CVE-2023-25106 is a stack-based buffer overflow vulnerability identified in the vtysh_ubus binary of the Milesight UR32L device firmware version 32.3.0.5. The vulnerability stems from the unsafe use of the sprintf function within the set_gre function, which processes the local_virtual_ip and local_virtual_mask parameters. Because sprintf does not perform bounds checking, specially crafted HTTP requests containing oversized input for these parameters can overflow the stack buffer, corrupting memory and enabling arbitrary code execution. Exploitation requires the attacker to have high privileges on the device, such as administrative access, but does not require user interaction. The vulnerability affects the confidentiality, integrity, and availability of the device, as arbitrary code execution could allow attackers to manipulate network traffic, disrupt device operation, or pivot into internal networks. The CVSS v3.1 base score is 7.2, reflecting a high severity with network attack vector, low attack complexity, and no user interaction. No public exploits are known yet, but the vulnerability is critical for environments where the UR32L is deployed as a network router or gateway. The lack of available patches at the time of disclosure necessitates immediate mitigation steps to reduce exposure.
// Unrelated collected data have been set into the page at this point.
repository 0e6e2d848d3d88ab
// The `(*.0).0` syntax of thiserror falsely triggers this clippy warning
#![allow(clippy::explicit_auto_deref)]

use thiserror::Error;

use crate::types::{
    errors::math_errors::MathError,
    relocatable::{MaybeRelocatable, Relocatable},
};
use crate::Felt252;

#[derive(Debug, PartialEq, Error)]
pub enum MemoryError {
    #[error(transparent)]
    Math(#[from] MathError),
    #[error(transparent)]
    InsufficientAllocatedCells(#[from] InsufficientAllocatedCellsError),
    #[error("Can't insert into segment #{}; memory only has {} segment", (*.0).0, (*.0).1)]
    UnallocatedSegment(Box<(usize, usize)>),
    #[error("Memory addresses must be relocatable")]
    AddressNotRelocatable,
    #[error("Range-check validation failed, number {} is out of valid range [0, {}]", (*.0).0, (*.0).1)]
    RangeCheckNumOutOfBounds(Box<(Felt252, Felt252)>),
    #[error("Range-check validation failed, encountered non-int value at address {0}")]
    RangeCheckFoundNonInt(Box<Relocatable>),
    #[error("Inconsistent memory assignment at address {:?}. {:?} != {:?}", (*.0).0, (*.0).1, (*.0).2)]
    InconsistentMemory(Box<(Relocatable, MaybeRelocatable, MaybeRelocatable)>),
    #[error("Inconsistent Relocation")]
    Relocation,
    #[error("Could not cast arguments")]
    WriteArg,
    #[error("Memory addresses mustn't be in a TemporarySegment, segment: {0}")]
    AddressInTemporarySegment(isize),
    #[error("Memory addresses must be in a TemporarySegment, segment: {0}")]
    AddressNotInTemporarySegment(isize),
    #[error("Temporary segment found while relocating (flattening), segment: {0}")]
    TemporarySegmentInRelocation(isize),
    #[error("The TemporarySegment: {0} doesn't have a relocation address")]
    NonZeroOffset(usize),
    #[error("Attempt to overwrite a relocation rule, segment: {0}")]
    DuplicatedRelocation(isize),
    #[error("Segment effective sizes haven't been calculated.")]
    MissingSegmentUsedSizes,
    #[error("Found a memory gap when calling get_continuous_range with base:{} and size: {}", (*.0).0, (*.0).1)]
    GetRangeMemoryGap(Box<(Relocatable, usize)>),
    #[error("Missing memory cells for builtin {0}")]
    MissingMemoryCells(Box<&'static str>),
    #[error("Missing memory cells for builtin {}: {:?}", (*.0).0, (*.0).1)]
    MissingMemoryCellsWithOffsets(Box<(&'static str, Vec<usize>)>),
    #[error("Signature {}, is invalid, with respect to the public key {}, and the message hash {}.", (*.0).0, (*.0).1, (*.0).2)]
    InvalidSignature(Box<(String, Felt252, Felt252)>),
    #[error("Signature hint is missing for ECDSA builtin at address {0}. Add it using 'ecdsa_builtin.add_signature'.")]
    SignatureNotFound(Box<Relocatable>),
    #[error("Error verifying given signature")]
    ErrorVerifyingSignature,
    #[error("ECDSA builtin: Expected public key at address {0} to be an integer")]
    PubKeyNonInt(Box<Relocatable>),
    #[error("ECDSA builtin: Expected message hash at address {0} to be an integer")]
    MsgNonInt(Box<Relocatable>),
    #[error("Failed to fetch {} return values, ap is only {}", (*.0).0, (*.0).1)]
    FailedToGetReturnValues(Box<(usize, Relocatable)>),
    #[error("Segment {} has {} amount of accessed addresses but its size is only {}.", (*.0).0, (*.0).1, (*.0).2)]
    SegmentHasMoreAccessedAddressesThanSize(Box<(usize, usize, usize)>),
    // Memory.get() errors
    #[error("Expected integer at address {0}")]
    ExpectedInteger(Box<Relocatable>),
    #[error("Expected relocatable at address {0}")]
    ExpectedRelocatable(Box<Relocatable>),
    #[error("Unknown memory cell at address {0}")]
    UnknownMemoryCell(Box<Relocatable>),
    // SegmentArenaBuiltin
    #[error("segment_arena_builtin: assert used >= INITIAL_SEGMENT_SIZE")]
    InvalidUsedSizeSegmentArena,
}

#[derive(Debug, PartialEq, Eq, Error)]
pub enum InsufficientAllocatedCellsError {
    #[error("Number of steps must be at least {} for the {} builtin.", (*.0).0, (*.0).1)]
    MinStepNotReached(Box<(usize, &'static str)>),
    #[error("The {} builtin used {} cells but the capacity is {}.", (*.0).0, (*.0).1, (*.0).2)]
    BuiltinCells(Box<(&'static str, usize, usize)>),
}
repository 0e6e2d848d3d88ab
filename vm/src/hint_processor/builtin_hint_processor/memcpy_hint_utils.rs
use std::collections::HashMap;

use crate::{
    hint_processor::{
        builtin_hint_processor::hint_utils::{get_integer_from_var_name, insert_value_into_ap},
        hint_processor_definition::HintReference,
    },
    serde::deserialize_program::ApTracking,
    types::exec_scope::{ExecutionScopes, ScopeValue},
    vm::{errors::hint_errors::HintError, vm_core::VirtualMachine},
};

// memory[ap] = segments.add()
pub fn add_segment(vm: &mut VirtualMachine) -> Result<(), HintError> {
    let new_segment_base = vm.add_memory_segment();
    insert_value_into_ap(vm, new_segment_base)
}

// vm_enter_scope()
pub fn enter_scope(exec_scopes: &mut ExecutionScopes) -> Result<(), HintError> {
    exec_scopes.enter_scope(HashMap::new());
    Ok(())
}

// vm_exit_scope()
pub fn exit_scope(exec_scopes: &mut ExecutionScopes) -> Result<(), HintError> {
    exec_scopes.exit_scope().map_err(HintError::FromScopeError)
}

/// Opens a scope holding the loop counter `n`, read from `ids.<var_name>`.
/// Shared by memcpy (`ids.len`) and memset (`ids.n`).
pub fn enter_counter_scope(
    var_name: &str,
    vm: &VirtualMachine,
    exec_scopes: &mut ExecutionScopes,
    ids_data: &HashMap<String, HintReference>,
    ap_tracking: &ApTracking,
) -> Result<(), HintError> {
    let n = get_integer_from_var_name(var_name, vm, ids_data, ap_tracking)?.into_owned();
    exec_scopes.enter_scope(HashMap::from([(String::from("n"), ScopeValue::Felt(n))]));
    Ok(())
}

// vm_enter_scope({'n': ids.len})
pub fn memcpy_enter_scope(
    vm: &mut VirtualMachine,
    exec_scopes: &mut ExecutionScopes,
    ids_data: &HashMap<String, HintReference>,
    ap_tracking: &ApTracking,
) -> Result<(), HintError> {
    enter_counter_scope("len", vm, exec_scopes, ids_data, ap_tracking)
}
use thiserror::Error;

use crate::utils::PRIME_STR;

/// Failures while loading a compiled program.
#[derive(Debug, Error)]
pub enum ProgramError {
    #[error(transparent)]
    IO(#[from] std::io::Error),
    #[error(transparent)]
    Parse(#[from] serde_json::Error),
    #[error("Entrypoint {0} not found")]
    EntrypointNotFound(String),
    #[error("Constant {0} has no value")]
    ConstWithoutValue(String),
    #[error("Expected prime {PRIME_STR}, got {0}")]
    PrimeDiffers(String),
    #[error("Hint PC ({0}) is greater or equal to program length ({1})")]
    InvalidHintPc(usize, usize),
}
For European organizations, this vulnerability poses a significant risk, especially for those deploying Milesight UR32L devices in network infrastructure roles such as industrial control systems, telecommunications, or enterprise edge routing. Successful exploitation could lead to full device compromise, enabling attackers to intercept or manipulate sensitive data, disrupt network services, or establish persistent footholds within critical networks. This could impact confidentiality through data leakage, integrity by altering network configurations or traffic, and availability by causing device crashes or denial of service. Given the device’s role in network connectivity, exploitation could cascade to broader network segments, amplifying the impact. The requirement for high privileges limits exposure to some extent, but insider threats or compromised administrative credentials could facilitate attacks. The absence of known exploits in the wild provides a window for proactive defense, but organizations must act swiftly to prevent potential exploitation.
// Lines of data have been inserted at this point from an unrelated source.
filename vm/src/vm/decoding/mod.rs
pub mod decoder;
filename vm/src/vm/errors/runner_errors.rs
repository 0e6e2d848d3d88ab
// The `(*.0).0` syntax of thiserror falsely triggers this clippy warning
#![allow(clippy::explicit_auto_deref)]

use std::collections::HashSet;

use thiserror::Error;

use super::{
    memory_errors::MemoryError, squash_dict_errors::SquashDictError, trace_errors::TraceError,
};
use crate::types::builtin_name::BuiltinName;
use crate::types::{errors::math_errors::MathError, relocatable::Relocatable};
use crate::vm::runners::cairo_runner::RunnerState;
use crate::Felt252;

#[derive(Debug, PartialEq, Error)]
pub enum RunnerError {
    #[error("Initialization failure: No execution base")]
    NoExecBase,
    #[error("Initialization failure: No program base")]
    NoProgBase,
    #[error("Missing main()")]
    MissingMain,
    #[error("Found None PC during VM initialization")]
    NoPC,
    #[error("Found None AP during VM initialization")]
    NoAP,
    #[error("Found None FP during VM initialization")]
    NoFP,
    #[error("Memory validation failed during VM initialization: {0}")]
    MemoryValidationError(MemoryError),
    #[error("Memory loading failed during state initialization: {0}")]
    MemoryInitializationError(MemoryError),
    #[error("Invalid layout {0}")]
    UnknownLayout(Box<str>),
    #[error("Runner is {:?}, cannot {}", (*.0).0, (*.0).1)]
    InvalidState(Box<(RunnerState, &'static str)>),
    #[error("Given builtins are not in appropiate order")]
    DisorderedBuiltins,
    #[error("Expected integer at address {:?} to be smaller than 2^{}, Got {}", (*.0).0, (*.0).1, (*.0).2)]
    IntegerBiggerThanPowerOfTwo(Box<(Relocatable, u32, Felt252)>),
    #[error("{0}")]
    EcOpSameXCoordinate(Box<str>),
    #[error("EcOpBuiltin: point {0:?} is not on the curve")]
    PointNotOnCurve(Box<(Felt252, Felt252)>),
    #[error("Builtin(s) {:?} not present in layout {}", (*.0).0, (*.0).1)]
    NoBuiltinForInstance(Box<(HashSet<BuiltinName>, String)>),
    #[error("end_run called twice.")]
    EndRunCalledTwice,
    #[error("end_run must be called before finalize_segments.")]
    FinalizeNoEndRun,
    #[error("end_run must be called before read_return_values.")]
    ReadReturnValuesNoEndRun,
    #[error("Error while finalizing segments: {0}")]
    FinalizeSegements(MemoryError),
    #[error("finalize_segments called but proof_mode is not enabled")]
    FinalizeSegmentsNoProofMode,
    #[error("Invalid stop pointer for {}: Stop pointer has value {} but builtin segment is {}", (*.0).0, (*.0).1, (*.0).2)]
    InvalidStopPointerIndex(Box<(BuiltinName, Relocatable, usize)>),
    #[error("Invalid stop pointer for {}. Expected: {}, found: {}", (*.0).0, (*.0).1, (*.0).2)]
    InvalidStopPointer(Box<(BuiltinName, Relocatable, Relocatable)>),
    #[error("No stop pointer found for builtin {0}")]
    NoStopPointer(Box<BuiltinName>),
    #[error("Running in proof-mode but no __start__ label found, try compiling with proof-mode")]
    NoProgramStart,
    #[error("Running in proof-mode but no __end__ label found, try compiling with proof-mode")]
    NoProgramEnd,
    #[error("Cannot add the return values to the public memory after segment finalization.")]
    FailedAddingReturnValues,
    #[error("Missing execution public memory")]
    NoExecPublicMemory,
    #[error("{}: Expected integer at address {}", (*.0).0, (*.0).1)]
    BuiltinExpectedInteger(Box<(BuiltinName, Relocatable)>),
    #[error("{0} is missing")]
    MissingBuiltin(BuiltinName),
    #[error(transparent)]
    Memory(#[from] MemoryError),
    #[error(transparent)]
    Math(#[from] MathError),
    #[error(transparent)]
    Trace(#[from] TraceError),
    #[error(transparent)]
    SquashDict(#[from] SquashDictError),
}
1. Immediately restrict access to the management interfaces of the Milesight UR32L devices, ensuring only trusted administrators can connect, preferably via VPN or secure management networks. 2. Monitor network traffic for unusual HTTP requests targeting the device’s management interface, focusing on anomalous payload sizes or malformed GRE configuration requests. 3. Implement strict access control lists (ACLs) to limit which IP addresses can communicate with the device’s HTTP management service. 4. Regularly audit and rotate administrative credentials to reduce the risk of privilege abuse. 5. Engage with Milesight support or vendor channels to obtain firmware updates or patches addressing this vulnerability as soon as they become available. 6. If patching is delayed, consider temporary compensating controls such as disabling the vulnerable service or isolating the device from untrusted networks. 7. Conduct internal penetration testing to verify the effectiveness of mitigations and detect any signs of compromise. 8. Maintain up-to-date asset inventories to identify all affected devices across the organization.